--- START ---

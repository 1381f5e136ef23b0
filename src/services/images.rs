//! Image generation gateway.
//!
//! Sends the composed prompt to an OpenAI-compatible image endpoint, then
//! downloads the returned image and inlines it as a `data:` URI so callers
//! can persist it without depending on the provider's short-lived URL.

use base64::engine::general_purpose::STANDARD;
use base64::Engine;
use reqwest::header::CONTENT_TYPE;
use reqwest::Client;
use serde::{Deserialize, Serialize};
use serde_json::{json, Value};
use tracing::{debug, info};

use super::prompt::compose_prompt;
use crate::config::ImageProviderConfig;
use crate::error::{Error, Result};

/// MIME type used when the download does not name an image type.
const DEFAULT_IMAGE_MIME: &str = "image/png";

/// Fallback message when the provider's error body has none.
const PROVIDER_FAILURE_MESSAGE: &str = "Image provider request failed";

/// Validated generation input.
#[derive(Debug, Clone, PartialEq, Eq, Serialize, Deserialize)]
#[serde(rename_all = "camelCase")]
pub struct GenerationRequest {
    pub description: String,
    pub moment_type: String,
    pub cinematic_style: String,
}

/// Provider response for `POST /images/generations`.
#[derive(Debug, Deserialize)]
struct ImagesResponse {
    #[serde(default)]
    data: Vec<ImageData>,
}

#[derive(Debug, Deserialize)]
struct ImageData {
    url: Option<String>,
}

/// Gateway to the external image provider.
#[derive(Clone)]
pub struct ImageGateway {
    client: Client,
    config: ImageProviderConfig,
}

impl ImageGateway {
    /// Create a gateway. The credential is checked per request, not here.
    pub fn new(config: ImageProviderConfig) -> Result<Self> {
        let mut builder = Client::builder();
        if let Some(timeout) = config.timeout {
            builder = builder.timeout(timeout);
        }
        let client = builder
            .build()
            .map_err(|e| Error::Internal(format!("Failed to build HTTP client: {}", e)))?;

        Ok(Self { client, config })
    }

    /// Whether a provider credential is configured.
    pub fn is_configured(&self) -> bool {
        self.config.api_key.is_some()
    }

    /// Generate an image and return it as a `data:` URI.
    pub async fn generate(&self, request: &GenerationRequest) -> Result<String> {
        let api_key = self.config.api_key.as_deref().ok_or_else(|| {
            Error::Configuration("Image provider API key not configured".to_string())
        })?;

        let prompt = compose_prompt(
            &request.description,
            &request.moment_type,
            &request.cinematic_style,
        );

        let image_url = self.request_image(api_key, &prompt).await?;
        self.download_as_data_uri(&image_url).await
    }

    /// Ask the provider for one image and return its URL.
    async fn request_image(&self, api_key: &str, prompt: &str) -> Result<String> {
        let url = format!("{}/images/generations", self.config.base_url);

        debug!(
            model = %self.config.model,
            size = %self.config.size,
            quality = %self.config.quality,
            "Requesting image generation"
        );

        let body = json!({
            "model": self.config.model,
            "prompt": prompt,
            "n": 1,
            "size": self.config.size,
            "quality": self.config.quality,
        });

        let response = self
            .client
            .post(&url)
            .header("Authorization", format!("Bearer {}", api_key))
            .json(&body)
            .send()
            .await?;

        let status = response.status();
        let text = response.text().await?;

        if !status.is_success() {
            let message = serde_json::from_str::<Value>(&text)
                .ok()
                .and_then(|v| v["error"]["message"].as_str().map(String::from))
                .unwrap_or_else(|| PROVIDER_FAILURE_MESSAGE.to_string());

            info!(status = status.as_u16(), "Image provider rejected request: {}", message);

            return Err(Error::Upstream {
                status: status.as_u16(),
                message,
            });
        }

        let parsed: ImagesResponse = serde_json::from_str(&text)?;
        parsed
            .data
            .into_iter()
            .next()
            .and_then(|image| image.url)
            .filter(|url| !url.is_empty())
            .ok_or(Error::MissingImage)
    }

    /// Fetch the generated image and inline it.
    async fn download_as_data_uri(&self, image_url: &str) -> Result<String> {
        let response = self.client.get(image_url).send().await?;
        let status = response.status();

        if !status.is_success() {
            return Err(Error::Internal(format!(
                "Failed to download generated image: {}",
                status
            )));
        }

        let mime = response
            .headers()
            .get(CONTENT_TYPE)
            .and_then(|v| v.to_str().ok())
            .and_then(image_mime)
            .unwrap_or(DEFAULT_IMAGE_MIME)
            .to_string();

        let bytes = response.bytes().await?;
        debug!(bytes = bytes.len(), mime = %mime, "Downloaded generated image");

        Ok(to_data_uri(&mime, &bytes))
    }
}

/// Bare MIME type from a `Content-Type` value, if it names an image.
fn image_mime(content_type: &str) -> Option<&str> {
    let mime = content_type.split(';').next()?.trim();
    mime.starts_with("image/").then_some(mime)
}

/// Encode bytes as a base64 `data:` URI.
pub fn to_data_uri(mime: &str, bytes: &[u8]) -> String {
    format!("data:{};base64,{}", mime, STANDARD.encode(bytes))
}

--- END ---
--- START ---

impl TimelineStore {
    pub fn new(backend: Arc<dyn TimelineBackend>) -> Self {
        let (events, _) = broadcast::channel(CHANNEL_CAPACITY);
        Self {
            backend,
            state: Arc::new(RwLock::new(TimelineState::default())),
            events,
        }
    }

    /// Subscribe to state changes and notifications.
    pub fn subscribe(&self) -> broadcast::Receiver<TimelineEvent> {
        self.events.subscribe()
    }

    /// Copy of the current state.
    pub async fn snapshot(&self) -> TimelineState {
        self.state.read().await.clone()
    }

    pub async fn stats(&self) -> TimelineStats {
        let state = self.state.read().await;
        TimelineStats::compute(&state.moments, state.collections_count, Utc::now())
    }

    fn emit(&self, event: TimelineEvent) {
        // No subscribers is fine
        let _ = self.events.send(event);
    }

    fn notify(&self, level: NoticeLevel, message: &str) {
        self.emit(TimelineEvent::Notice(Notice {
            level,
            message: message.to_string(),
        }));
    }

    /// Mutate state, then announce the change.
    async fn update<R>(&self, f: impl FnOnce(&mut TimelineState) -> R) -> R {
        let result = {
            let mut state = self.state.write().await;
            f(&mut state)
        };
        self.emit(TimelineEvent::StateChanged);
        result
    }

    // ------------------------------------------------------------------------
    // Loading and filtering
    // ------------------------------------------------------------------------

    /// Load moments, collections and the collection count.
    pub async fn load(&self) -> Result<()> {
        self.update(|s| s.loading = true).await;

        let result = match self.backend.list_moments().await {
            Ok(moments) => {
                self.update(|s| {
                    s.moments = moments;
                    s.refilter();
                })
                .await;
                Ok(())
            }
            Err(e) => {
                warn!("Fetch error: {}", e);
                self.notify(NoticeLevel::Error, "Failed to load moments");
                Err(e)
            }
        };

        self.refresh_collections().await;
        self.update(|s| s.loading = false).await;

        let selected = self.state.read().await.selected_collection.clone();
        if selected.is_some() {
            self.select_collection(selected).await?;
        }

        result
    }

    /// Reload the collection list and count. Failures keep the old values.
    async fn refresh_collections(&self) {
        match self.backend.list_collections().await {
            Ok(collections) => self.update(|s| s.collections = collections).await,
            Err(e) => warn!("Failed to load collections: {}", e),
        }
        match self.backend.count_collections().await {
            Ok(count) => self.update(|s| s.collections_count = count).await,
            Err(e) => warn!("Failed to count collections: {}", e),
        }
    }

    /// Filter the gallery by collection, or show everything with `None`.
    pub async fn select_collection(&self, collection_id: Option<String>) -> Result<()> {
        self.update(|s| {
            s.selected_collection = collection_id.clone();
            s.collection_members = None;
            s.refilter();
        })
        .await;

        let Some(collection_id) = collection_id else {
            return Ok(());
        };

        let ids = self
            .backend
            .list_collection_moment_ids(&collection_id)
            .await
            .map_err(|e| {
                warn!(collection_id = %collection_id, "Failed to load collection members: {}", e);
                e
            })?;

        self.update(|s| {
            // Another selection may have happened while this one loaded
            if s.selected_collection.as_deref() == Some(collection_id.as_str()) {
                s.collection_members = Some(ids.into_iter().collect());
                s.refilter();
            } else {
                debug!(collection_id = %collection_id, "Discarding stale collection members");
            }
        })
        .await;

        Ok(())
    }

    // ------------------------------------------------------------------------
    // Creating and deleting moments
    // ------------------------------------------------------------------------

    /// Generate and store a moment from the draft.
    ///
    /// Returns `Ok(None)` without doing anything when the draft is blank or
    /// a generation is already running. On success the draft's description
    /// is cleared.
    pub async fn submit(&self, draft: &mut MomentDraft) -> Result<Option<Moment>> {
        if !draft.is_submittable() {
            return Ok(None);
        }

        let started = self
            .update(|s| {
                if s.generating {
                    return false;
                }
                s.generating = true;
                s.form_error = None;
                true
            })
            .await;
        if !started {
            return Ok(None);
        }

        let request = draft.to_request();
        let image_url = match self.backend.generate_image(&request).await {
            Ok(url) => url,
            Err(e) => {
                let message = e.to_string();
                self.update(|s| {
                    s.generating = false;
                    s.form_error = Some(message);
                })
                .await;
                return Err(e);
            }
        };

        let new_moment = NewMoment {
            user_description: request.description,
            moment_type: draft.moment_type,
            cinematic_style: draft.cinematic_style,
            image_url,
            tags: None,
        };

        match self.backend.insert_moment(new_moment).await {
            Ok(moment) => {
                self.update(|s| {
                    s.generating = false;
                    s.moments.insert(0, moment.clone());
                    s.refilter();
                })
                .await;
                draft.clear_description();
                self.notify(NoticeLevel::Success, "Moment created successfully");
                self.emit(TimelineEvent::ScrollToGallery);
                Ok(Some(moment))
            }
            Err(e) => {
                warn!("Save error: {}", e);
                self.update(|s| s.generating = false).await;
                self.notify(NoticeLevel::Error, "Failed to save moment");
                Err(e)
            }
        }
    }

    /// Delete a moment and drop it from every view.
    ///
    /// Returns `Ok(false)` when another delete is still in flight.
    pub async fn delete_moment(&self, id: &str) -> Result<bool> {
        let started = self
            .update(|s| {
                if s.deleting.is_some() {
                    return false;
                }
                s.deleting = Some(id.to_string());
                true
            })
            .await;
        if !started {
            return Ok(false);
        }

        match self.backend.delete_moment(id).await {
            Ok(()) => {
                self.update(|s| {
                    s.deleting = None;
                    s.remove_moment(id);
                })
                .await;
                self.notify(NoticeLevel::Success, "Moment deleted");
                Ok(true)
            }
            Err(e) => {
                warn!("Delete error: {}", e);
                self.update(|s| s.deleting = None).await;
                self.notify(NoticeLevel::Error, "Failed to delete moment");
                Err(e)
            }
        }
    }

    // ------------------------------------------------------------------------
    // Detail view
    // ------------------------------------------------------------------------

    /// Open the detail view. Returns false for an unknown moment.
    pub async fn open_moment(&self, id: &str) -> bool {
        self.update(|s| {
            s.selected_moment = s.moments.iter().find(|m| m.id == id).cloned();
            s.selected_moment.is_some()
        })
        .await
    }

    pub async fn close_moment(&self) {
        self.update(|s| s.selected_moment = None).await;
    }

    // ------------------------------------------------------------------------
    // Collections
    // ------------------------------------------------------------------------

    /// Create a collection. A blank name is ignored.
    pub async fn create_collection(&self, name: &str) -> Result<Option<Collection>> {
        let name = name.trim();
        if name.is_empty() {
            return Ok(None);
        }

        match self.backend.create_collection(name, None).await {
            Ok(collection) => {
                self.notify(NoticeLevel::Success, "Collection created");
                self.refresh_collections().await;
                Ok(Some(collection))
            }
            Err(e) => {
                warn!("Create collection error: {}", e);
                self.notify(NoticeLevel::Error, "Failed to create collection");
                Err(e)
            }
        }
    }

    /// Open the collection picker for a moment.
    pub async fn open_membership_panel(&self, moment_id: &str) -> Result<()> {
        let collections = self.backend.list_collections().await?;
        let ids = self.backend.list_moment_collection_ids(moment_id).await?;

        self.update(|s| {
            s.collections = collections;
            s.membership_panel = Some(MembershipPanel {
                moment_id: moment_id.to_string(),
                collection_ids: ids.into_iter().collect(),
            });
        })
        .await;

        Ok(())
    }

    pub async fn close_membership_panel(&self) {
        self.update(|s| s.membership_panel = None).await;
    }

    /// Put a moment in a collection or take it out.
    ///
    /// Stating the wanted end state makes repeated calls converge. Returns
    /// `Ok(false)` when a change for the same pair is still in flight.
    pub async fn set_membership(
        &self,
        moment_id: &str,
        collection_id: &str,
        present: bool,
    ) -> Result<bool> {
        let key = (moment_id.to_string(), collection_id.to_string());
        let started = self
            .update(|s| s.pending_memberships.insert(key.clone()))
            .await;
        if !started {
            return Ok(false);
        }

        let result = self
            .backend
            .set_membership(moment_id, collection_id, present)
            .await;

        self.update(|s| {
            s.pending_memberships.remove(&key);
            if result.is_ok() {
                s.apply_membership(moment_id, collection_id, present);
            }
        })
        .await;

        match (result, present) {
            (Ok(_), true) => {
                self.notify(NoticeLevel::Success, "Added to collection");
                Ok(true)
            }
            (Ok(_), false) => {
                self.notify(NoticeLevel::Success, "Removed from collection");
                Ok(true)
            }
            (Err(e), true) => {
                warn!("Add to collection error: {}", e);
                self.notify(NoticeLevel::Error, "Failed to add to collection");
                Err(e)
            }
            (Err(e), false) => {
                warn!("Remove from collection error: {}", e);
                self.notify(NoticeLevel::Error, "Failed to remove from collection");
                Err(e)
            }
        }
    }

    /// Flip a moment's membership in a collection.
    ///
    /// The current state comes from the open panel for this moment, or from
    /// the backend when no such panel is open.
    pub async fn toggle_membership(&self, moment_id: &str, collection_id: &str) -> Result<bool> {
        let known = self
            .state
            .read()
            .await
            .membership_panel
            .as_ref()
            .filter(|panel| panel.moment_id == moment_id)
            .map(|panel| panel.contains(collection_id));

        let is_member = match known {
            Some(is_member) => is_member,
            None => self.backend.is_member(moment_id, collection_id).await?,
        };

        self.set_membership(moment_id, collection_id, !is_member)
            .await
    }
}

--- END ---

■ Problem to solve ■
From the data above, copy each line that holds "status".

■ Result of the task ■
        let status = response.status();
        if !status.is_success() {
            info!(status = status.as_u16(), "Image provider rejected request: {}", message);
                status: status.as_u16(),
        let status = response.status();
        if !status.is_success() {
                status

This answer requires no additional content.